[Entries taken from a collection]
★ ★ ★ ★

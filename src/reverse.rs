use crate::node::Link;

/// Reverses a chain in place and returns its new head (the old tail).
///
/// Every node keeps its heap allocation and value; only the `next` links are
/// rewritten. Runs in O(n) time with O(1) extra space. An empty chain comes
/// back empty. The returned chain can be dropped directly at any length.
///
/// ```
/// use list_reversal::node::{from_vec, into_vec};
/// use list_reversal::reverse_list;
///
/// let head = reverse_list(from_vec(vec![1, 2, 3]));
/// assert_eq!(into_vec(head), vec![3, 2, 1]);
/// ```
pub fn reverse_list<T>(head: Link<T>) -> Link<T> {
    let mut previous = None;
    let mut current = head;

    while let Some(mut node) = current {
        // successor must be taken before the link is overwritten
        let next = node.next.take();
        node.next = previous;
        previous = Some(node);
        current = next;
    }

    previous
}

#[cfg(test)]
mod tests {
    use super::*;
    use crate::node::{self, from_vec, into_vec, ListNode};
    use proptest::prelude::*;

    fn addresses<T>(head: &Link<T>) -> Vec<*const ListNode<T>> {
        node::nodes(head).map(|n| n as *const ListNode<T>).collect()
    }

    #[test]
    fn test_reverse_five() {
        let head = reverse_list(from_vec(vec![1, 2, 3, 4, 5]));
        assert_eq!(into_vec(head), vec![5, 4, 3, 2, 1]);
    }

    #[test]
    fn test_reverse_empty() {
        let head: Link<i32> = reverse_list(None);
        assert!(head.is_none());
    }

    #[test]
    fn test_reverse_single() {
        let head = reverse_list(from_vec(vec![7]));
        let node = head.as_deref().unwrap();
        assert_eq!(node.value, 7);
        assert!(node.next.is_none());
    }

    #[test]
    fn test_reverse_two() {
        let head = reverse_list(from_vec(vec![1, 2]));
        assert_eq!(into_vec(head), vec![2, 1]);
    }

    #[test]
    fn test_nodes_are_reused() {
        let head = from_vec(vec![10, 20, 30, 40]);
        let mut before = addresses(&head);

        let head = reverse_list(head);
        before.reverse();

        assert_eq!(addresses(&head), before);
    }

    #[test]
    fn test_new_tail_is_old_head() {
        let head = from_vec(vec!["first", "middle", "last"]);
        let old_head = head.as_deref().unwrap() as *const ListNode<&str>;

        let head = reverse_list(head);
        let tail = node::nodes(&head).last().unwrap();

        assert_eq!(tail as *const ListNode<&str>, old_head);
        assert_eq!(tail.value, "first");
        assert!(tail.next.is_none());
    }

    #[test]
    fn test_non_copy_payload() {
        let words = vec!["alpha".to_string(), "beta".to_string(), "gamma".to_string()];
        let head = reverse_list(from_vec(words));
        assert_eq!(into_vec(head), vec!["gamma", "beta", "alpha"]);
    }

    #[test]
    fn test_long_chain() {
        let values: Vec<u32> = (0..5_000).collect();
        let head = reverse_list(from_vec(values.clone()));
        let expected: Vec<u32> = values.into_iter().rev().collect();
        assert_eq!(into_vec(head), expected);
    }

    #[test]
    fn test_drop_reversed_million_node_chain() {
        let head = reverse_list(from_vec((0..1_000_000u32).collect()));
        assert_eq!(head.as_deref().map(|node| node.value), Some(999_999));
        drop(head);
    }

    proptest! {
        #[test]
        fn prop_reverse_matches_vec_reverse(values in prop::collection::vec(any::<i32>(), 0..200)) {
            let head = reverse_list(from_vec(values.clone()));
            let mut expected = values;
            expected.reverse();
            prop_assert_eq!(into_vec(head), expected);
        }

        #[test]
        fn prop_reverse_is_involution(values in prop::collection::vec(any::<i64>(), 0..200)) {
            let head = reverse_list(reverse_list(from_vec(values.clone())));
            prop_assert_eq!(into_vec(head), values);
        }

        #[test]
        fn prop_node_count_preserved(values in prop::collection::vec(any::<u8>(), 0..200)) {
            let head = from_vec(values);
            let before = node::len(&head);
            let head = reverse_list(head);
            prop_assert_eq!(node::len(&head), before);
        }
    }
}
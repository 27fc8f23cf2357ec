use std::io;
use std::path::PathBuf;
use thiserror::Error;

// =============================================================================
// Arena errors
// =============================================================================

#[derive(Error, Debug, Clone, PartialEq, Eq)]
pub enum ArenaError {
    #[error("node {id} does not exist (arena holds {len} nodes)")]
    UnknownNode { id: usize, len: usize },
}

impl ArenaError {
    pub fn unknown_node(id: usize, len: usize) -> Self {
        Self::UnknownNode { id, len }
    }
}

// =============================================================================
// Demo configuration errors
// =============================================================================

#[derive(Error, Debug)]
pub enum ConfigError {
    #[error("failed to read {}: {source}", .path.display())]
    Io {
        path: PathBuf,
        #[source]
        source: io::Error,
    },

    #[error("failed to parse config: {0}")]
    Parse(#[from] toml::de::Error),

    #[error("invalid value for '{field}': {reason}")]
    Invalid { field: String, reason: String },
}

impl ConfigError {
    pub fn io(path: impl Into<PathBuf>, source: io::Error) -> Self {
        Self::Io {
            path: path.into(),
            source,
        }
    }

    pub fn invalid(field: impl Into<String>, reason: impl Into<String>) -> Self {
        Self::Invalid {
            field: field.into(),
            reason: reason.into(),
        }
    }
}
//! Spread-rate models
//!
//! One automaton, three interchangeable rate functions: the model converts a
//! cell's environmental covariates and its geometric relationship to a
//! burning neighbour into a per-neighbour fire growth contribution. The
//! variant is selected at grid-construction time; everything else about the
//! propagation protocol is shared.

pub mod environmental;
pub mod fuel;
pub mod wind;

pub use environmental::Environmental;
pub use fuel::FuelDriven;
pub use wind::WindDriven;

use crate::core_types::{FireState, GridPosition};
use crate::grid::Cell;
use nalgebra::Vector2;

/// Empirical wind gain from fire-spread research (Rothermel derivatives)
pub(crate) const WIND_GAIN: f64 = 0.1783;

/// How fire state advances once intensity saturates
#[derive(Debug, Clone, Copy, PartialEq, Eq)]
pub enum Progression {
    /// Intensity in [0, 1] with an implicit terminal at 1
    Continuous,
    /// Full unburned/igniting/burning/cooling/burned machine
    Staged,
}

/// Per-neighbour spread rate as a function of environmental covariates.
///
/// `rate` must be pure with respect to committed state: it reads the target
/// cell, the neighbour cell and the neighbour's previously-committed fire
/// state, and returns a non-negative contribution. Implementations must be
/// `Sync` so the engine can evaluate the read phase in parallel.
pub trait SpreadRateModel: Send + Sync {
    /// Contribution of `neighbour` to `target`'s fire growth this step
    fn rate(&self, target: &Cell, neighbour: &Cell, neighbour_state: FireState) -> f32;

    /// State-machine shape driven by this model
    fn progression(&self) -> Progression;

    /// State assigned to an ignition origin
    fn ignition_state(&self) -> FireState;
}

/// Bearing of `target` relative to `neighbour` in radians from true north.
///
/// Standard two-argument arctangent on the relative position vector, sign
/// corrected so west-pointing deltas flip the angle.
pub(crate) fn bearing(neighbour: GridPosition, target: GridPosition) -> f64 {
    let delta = Vector2::new(
        f64::from(target.x) - f64::from(neighbour.x),
        f64::from(target.y) - f64::from(neighbour.y),
    );
    (-delta.x).atan2(delta.y)
}

/// Directional wind alignment `c_phi = cos(radians(wind_dir - 180) - bearing)`.
///
/// +1 when the wind blows directly from the neighbour toward the target
/// (downwind spread), -1 for pure upwind.
pub(crate) fn wind_alignment(wind_direction_deg: f64, bearing_rad: f64) -> f64 {
    ((wind_direction_deg - 180.0).to_radians() - bearing_rad).cos()
}

/// Cubic fuel-availability coefficient `k_s = ((fuel_load + 30)/100)^3`
pub(crate) fn fuel_coefficient(fuel_load_percent: f64) -> f64 {
    ((fuel_load_percent + 30.0) / 100.0).powi(3)
}

#[cfg(test)]
mod tests {
    use super::*;
    use approx::assert_relative_eq;
    use std::f64::consts::FRAC_PI_2;

    #[test]
    fn bearing_is_signed_east_negative_west_positive() {
        let origin = GridPosition::new(5, 5);
        assert_relative_eq!(bearing(origin, GridPosition::new(5, 6)), 0.0);
        assert_relative_eq!(bearing(origin, GridPosition::new(6, 5)), -FRAC_PI_2);
        assert_relative_eq!(bearing(origin, GridPosition::new(4, 5)), FRAC_PI_2);
    }

    #[test]
    fn wind_alignment_peaks_downwind() {
        // Wind direction 90 degrees drives fire toward the cell east of the
        // source, whose bearing is -pi/2.
        let east = wind_alignment(90.0, -FRAC_PI_2);
        let west = wind_alignment(90.0, FRAC_PI_2);
        assert_relative_eq!(east, 1.0, epsilon = 1e-12);
        assert_relative_eq!(west, -1.0, epsilon = 1e-12);
    }

    #[test]
    fn fuel_coefficient_matches_cubic_formula() {
        assert_relative_eq!(fuel_coefficient(0.0), 0.027, epsilon = 1e-12);
        assert_relative_eq!(fuel_coefficient(100.0), 2.197, epsilon = 1e-12);
        assert_relative_eq!(fuel_coefficient(70.0), 1.0, epsilon = 1e-12);
    }
}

★ ★ ★ ★

Please give back, exactly as it stands above, the stretch from the line with "prop_assert_eq!(into_vec(head), expected);" through the line with "model converts a", and no line outside it.

■ **OUTPUT OF THE TASK**
            prop_assert_eq!(into_vec(head), expected);
        }

        #[test]
        fn prop_reverse_is_involution(values in prop::collection::vec(any::<i64>(), 0..200)) {
            let head = reverse_list(reverse_list(from_vec(values.clone())));
            prop_assert_eq!(into_vec(head), values);
        }

        #[test]
        fn prop_node_count_preserved(values in prop::collection::vec(any::<u8>(), 0..200)) {
            let head = from_vec(values);
            let before = node::len(&head);
            let head = reverse_list(head);
            prop_assert_eq!(node::len(&head), before);
        }
    }
}
repository 27fc8f23cf2357ec
use std::io;
use std::path::PathBuf;
use thiserror::Error;

// =============================================================================
// Arena errors
// =============================================================================

#[derive(Error, Debug, Clone, PartialEq, Eq)]
pub enum ArenaError {
    #[error("node {id} does not exist (arena holds {len} nodes)")]
    UnknownNode { id: usize, len: usize },
}

impl ArenaError {
    pub fn unknown_node(id: usize, len: usize) -> Self {
        Self::UnknownNode { id, len }
    }
}

// =============================================================================
// Demo configuration errors
// =============================================================================

#[derive(Error, Debug)]
pub enum ConfigError {
    #[error("failed to read {}: {source}", .path.display())]
    Io {
        path: PathBuf,
        #[source]
        source: io::Error,
    },

    #[error("failed to parse config: {0}")]
    Parse(#[from] toml::de::Error),

    #[error("invalid value for '{field}': {reason}")]
    Invalid { field: String, reason: String },
}

impl ConfigError {
    pub fn io(path: impl Into<PathBuf>, source: io::Error) -> Self {
        Self::Io {
            path: path.into(),
            source,
        }
    }

    pub fn invalid(field: impl Into<String>, reason: impl Into<String>) -> Self {
        Self::Invalid {
            field: field.into(),
            reason: reason.into(),
        }
    }
}
//! Spread-rate models
//!
//! One automaton, three interchangeable rate functions: the model converts a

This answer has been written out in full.